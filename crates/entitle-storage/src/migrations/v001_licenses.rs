//! v001: licenses table.

use entitle_core::errors::StorageError;
use rusqlite::Connection;

use crate::sqe;

pub fn migrate(conn: &Connection) -> Result<(), StorageError> {
    conn.execute_batch(
        "
        CREATE TABLE IF NOT EXISTS licenses (
            id          INTEGER PRIMARY KEY AUTOINCREMENT,
            key         TEXT NOT NULL UNIQUE,
            plan        TEXT NOT NULL,
            valid_until INTEGER NOT NULL,
            max_users   INTEGER,
            created_at  INTEGER NOT NULL DEFAULT (strftime('%s', 'now')),
            revoked_at  INTEGER
        );

        CREATE INDEX IF NOT EXISTS idx_licenses_valid_until
            ON licenses(valid_until) WHERE revoked_at IS NULL;
        ",
    )
    .map_err(sqe)
}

Brief → Only the lines holding the string "TEXT" are needed; copy each of them from the material above.

Answer space →
            key         TEXT NOT NULL UNIQUE,
            plan        TEXT NOT NULL,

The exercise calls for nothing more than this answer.